_Input material_
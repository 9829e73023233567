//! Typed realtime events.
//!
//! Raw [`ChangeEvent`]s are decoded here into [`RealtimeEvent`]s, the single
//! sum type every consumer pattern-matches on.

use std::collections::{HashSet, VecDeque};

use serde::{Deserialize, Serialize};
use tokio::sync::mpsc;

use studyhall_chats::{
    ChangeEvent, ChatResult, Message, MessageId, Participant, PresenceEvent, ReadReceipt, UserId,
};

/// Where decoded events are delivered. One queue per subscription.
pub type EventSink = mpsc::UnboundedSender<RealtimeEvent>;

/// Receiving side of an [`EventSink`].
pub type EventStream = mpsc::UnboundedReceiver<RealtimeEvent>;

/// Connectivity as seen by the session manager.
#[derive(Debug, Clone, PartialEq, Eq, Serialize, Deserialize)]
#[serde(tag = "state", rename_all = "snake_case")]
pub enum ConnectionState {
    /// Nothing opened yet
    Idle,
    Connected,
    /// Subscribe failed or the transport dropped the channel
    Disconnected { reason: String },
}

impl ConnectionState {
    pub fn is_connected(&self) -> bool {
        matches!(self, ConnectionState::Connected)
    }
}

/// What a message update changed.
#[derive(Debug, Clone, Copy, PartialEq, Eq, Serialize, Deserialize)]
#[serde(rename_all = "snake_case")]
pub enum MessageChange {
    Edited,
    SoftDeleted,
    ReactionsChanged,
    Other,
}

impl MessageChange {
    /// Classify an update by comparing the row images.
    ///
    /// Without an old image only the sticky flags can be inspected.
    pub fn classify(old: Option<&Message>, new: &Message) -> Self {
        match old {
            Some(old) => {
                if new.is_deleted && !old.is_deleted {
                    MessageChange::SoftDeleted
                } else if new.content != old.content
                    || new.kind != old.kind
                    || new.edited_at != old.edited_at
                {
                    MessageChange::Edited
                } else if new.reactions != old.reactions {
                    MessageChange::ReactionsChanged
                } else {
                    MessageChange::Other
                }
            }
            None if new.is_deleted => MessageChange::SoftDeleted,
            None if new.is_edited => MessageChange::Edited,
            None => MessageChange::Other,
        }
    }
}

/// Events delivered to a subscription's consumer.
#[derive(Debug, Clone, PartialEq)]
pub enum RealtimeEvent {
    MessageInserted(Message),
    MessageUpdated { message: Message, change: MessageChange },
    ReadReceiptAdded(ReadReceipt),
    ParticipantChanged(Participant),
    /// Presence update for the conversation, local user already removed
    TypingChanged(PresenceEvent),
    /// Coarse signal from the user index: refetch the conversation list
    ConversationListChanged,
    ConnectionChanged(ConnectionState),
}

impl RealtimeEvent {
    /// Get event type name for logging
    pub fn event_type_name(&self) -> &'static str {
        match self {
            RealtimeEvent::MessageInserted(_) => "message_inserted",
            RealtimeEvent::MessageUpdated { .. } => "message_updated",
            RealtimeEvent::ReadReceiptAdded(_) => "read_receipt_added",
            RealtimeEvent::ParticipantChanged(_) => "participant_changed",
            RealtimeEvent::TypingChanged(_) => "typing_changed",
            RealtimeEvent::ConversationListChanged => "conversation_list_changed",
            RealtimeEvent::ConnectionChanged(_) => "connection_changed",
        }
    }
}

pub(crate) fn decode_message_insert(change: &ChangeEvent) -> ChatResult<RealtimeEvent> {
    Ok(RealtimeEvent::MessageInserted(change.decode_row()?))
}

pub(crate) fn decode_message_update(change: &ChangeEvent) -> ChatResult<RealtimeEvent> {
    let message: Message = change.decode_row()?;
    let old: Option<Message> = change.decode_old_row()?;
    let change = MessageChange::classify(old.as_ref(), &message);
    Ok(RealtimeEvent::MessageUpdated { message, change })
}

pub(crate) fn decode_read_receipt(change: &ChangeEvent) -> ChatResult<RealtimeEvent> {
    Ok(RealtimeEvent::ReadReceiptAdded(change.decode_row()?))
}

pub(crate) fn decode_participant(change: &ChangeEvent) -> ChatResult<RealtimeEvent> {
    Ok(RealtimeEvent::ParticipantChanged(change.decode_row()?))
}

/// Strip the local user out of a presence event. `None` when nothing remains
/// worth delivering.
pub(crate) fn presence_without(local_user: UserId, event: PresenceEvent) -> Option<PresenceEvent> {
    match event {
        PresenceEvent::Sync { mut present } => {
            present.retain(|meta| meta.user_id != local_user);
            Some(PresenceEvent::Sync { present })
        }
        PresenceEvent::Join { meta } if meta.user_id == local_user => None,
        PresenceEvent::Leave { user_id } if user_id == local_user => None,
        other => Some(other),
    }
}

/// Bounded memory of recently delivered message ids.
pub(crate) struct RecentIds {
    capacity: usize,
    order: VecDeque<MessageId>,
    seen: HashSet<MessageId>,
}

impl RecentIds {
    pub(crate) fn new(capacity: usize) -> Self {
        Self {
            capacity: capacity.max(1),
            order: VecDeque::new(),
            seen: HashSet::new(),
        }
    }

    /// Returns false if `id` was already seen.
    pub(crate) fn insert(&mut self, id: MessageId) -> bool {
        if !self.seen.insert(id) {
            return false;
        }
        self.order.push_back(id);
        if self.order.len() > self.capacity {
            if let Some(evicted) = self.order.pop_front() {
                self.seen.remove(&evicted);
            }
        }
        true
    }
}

_Task statement_
All of the entries above need to be retyped exactly.

_Completed task_
repository 9829e73023233567
//! Typed realtime events.
//!
//! Raw [`ChangeEvent`]s are decoded here into [`RealtimeEvent`]s, the single
//! sum type every consumer pattern-matches on.

use std::collections::{HashSet, VecDeque};

use serde::{Deserialize, Serialize};
use tokio::sync::mpsc;

use studyhall_chats::{
    ChangeEvent, ChatResult, Message, MessageId, Participant, PresenceEvent, ReadReceipt, UserId,
};

/// Where decoded events are delivered. One queue per subscription.
pub type EventSink = mpsc::UnboundedSender<RealtimeEvent>;

/// Receiving side of an [`EventSink`].
pub type EventStream = mpsc::UnboundedReceiver<RealtimeEvent>;

/// Connectivity as seen by the session manager.
#[derive(Debug, Clone, PartialEq, Eq, Serialize, Deserialize)]
#[serde(tag = "state", rename_all = "snake_case")]
pub enum ConnectionState {
    /// Nothing opened yet
    Idle,
    Connected,
    /// Subscribe failed or the transport dropped the channel
    Disconnected { reason: String },
}

impl ConnectionState {
    pub fn is_connected(&self) -> bool {
        matches!(self, ConnectionState::Connected)
    }
}

/// What a message update changed.
#[derive(Debug, Clone, Copy, PartialEq, Eq, Serialize, Deserialize)]
#[serde(rename_all = "snake_case")]
pub enum MessageChange {
    Edited,
    SoftDeleted,
    ReactionsChanged,
    Other,
}

impl MessageChange {
    /// Classify an update by comparing the row images.
    ///
    /// Without an old image only the sticky flags can be inspected.
    pub fn classify(old: Option<&Message>, new: &Message) -> Self {
        match old {
            Some(old) => {
                if new.is_deleted && !old.is_deleted {
                    MessageChange::SoftDeleted
                } else if new.content != old.content
                    || new.kind != old.kind
                    || new.edited_at != old.edited_at
                {
                    MessageChange::Edited
                } else if new.reactions != old.reactions {
                    MessageChange::ReactionsChanged
                } else {
                    MessageChange::Other
                }
            }
            None if new.is_deleted => MessageChange::SoftDeleted,
            None if new.is_edited => MessageChange::Edited,
            None => MessageChange::Other,
        }
    }
}

/// Events delivered to a subscription's consumer.
#[derive(Debug, Clone, PartialEq)]
pub enum RealtimeEvent {
    MessageInserted(Message),
    MessageUpdated { message: Message, change: MessageChange },
    ReadReceiptAdded(ReadReceipt),
    ParticipantChanged(Participant),
    /// Presence update for the conversation, local user already removed
    TypingChanged(PresenceEvent),
    /// Coarse signal from the user index: refetch the conversation list
    ConversationListChanged,
    ConnectionChanged(ConnectionState),
}

impl RealtimeEvent {
    /// Get event type name for logging
    pub fn event_type_name(&self) -> &'static str {
        match self {
            RealtimeEvent::MessageInserted(_) => "message_inserted",
            RealtimeEvent::MessageUpdated { .. } => "message_updated",
            RealtimeEvent::ReadReceiptAdded(_) => "read_receipt_added",
            RealtimeEvent::ParticipantChanged(_) => "participant_changed",
            RealtimeEvent::TypingChanged(_) => "typing_changed",
            RealtimeEvent::ConversationListChanged => "conversation_list_changed",
            RealtimeEvent::ConnectionChanged(_) => "connection_changed",
        }
    }
}

pub(crate) fn decode_message_insert(change: &ChangeEvent) -> ChatResult<RealtimeEvent> {
    Ok(RealtimeEvent::MessageInserted(change.decode_row()?))
}

pub(crate) fn decode_message_update(change: &ChangeEvent) -> ChatResult<RealtimeEvent> {
    let message: Message = change.decode_row()?;
    let old: Option<Message> = change.decode_old_row()?;
    let change = MessageChange::classify(old.as_ref(), &message);
    Ok(RealtimeEvent::MessageUpdated { message, change })
}

pub(crate) fn decode_read_receipt(change: &ChangeEvent) -> ChatResult<RealtimeEvent> {
    Ok(RealtimeEvent::ReadReceiptAdded(change.decode_row()?))
}

pub(crate) fn decode_participant(change: &ChangeEvent) -> ChatResult<RealtimeEvent> {
    Ok(RealtimeEvent::ParticipantChanged(change.decode_row()?))
}

/// Strip the local user out of a presence event. `None` when nothing remains
/// worth delivering.
pub(crate) fn presence_without(local_user: UserId, event: PresenceEvent) -> Option<PresenceEvent> {
    match event {
        PresenceEvent::Sync { mut present } => {
            present.retain(|meta| meta.user_id != local_user);
            Some(PresenceEvent::Sync { present })
        }
        PresenceEvent::Join { meta } if meta.user_id == local_user => None,
        PresenceEvent::Leave { user_id } if user_id == local_user => None,
        other => Some(other),
    }
}

/// Bounded memory of recently delivered message ids.
pub(crate) struct RecentIds {
    capacity: usize,
    order: VecDeque<MessageId>,
    seen: HashSet<MessageId>,
}

impl RecentIds {
    pub(crate) fn new(capacity: usize) -> Self {
        Self {
            capacity: capacity.max(1),
            order: VecDeque::new(),
            seen: HashSet::new(),
        }
    }

    /// Returns false if `id` was already seen.
    pub(crate) fn insert(&mut self, id: MessageId) -> bool {
        if !self.seen.insert(id) {
            return false;
        }
        self.order.push_back(id);
        if self.order.len() > self.capacity {
            if let Some(evicted) = self.order.pop_front() {
                self.seen.remove(&evicted);
            }
        }
        true
    }
}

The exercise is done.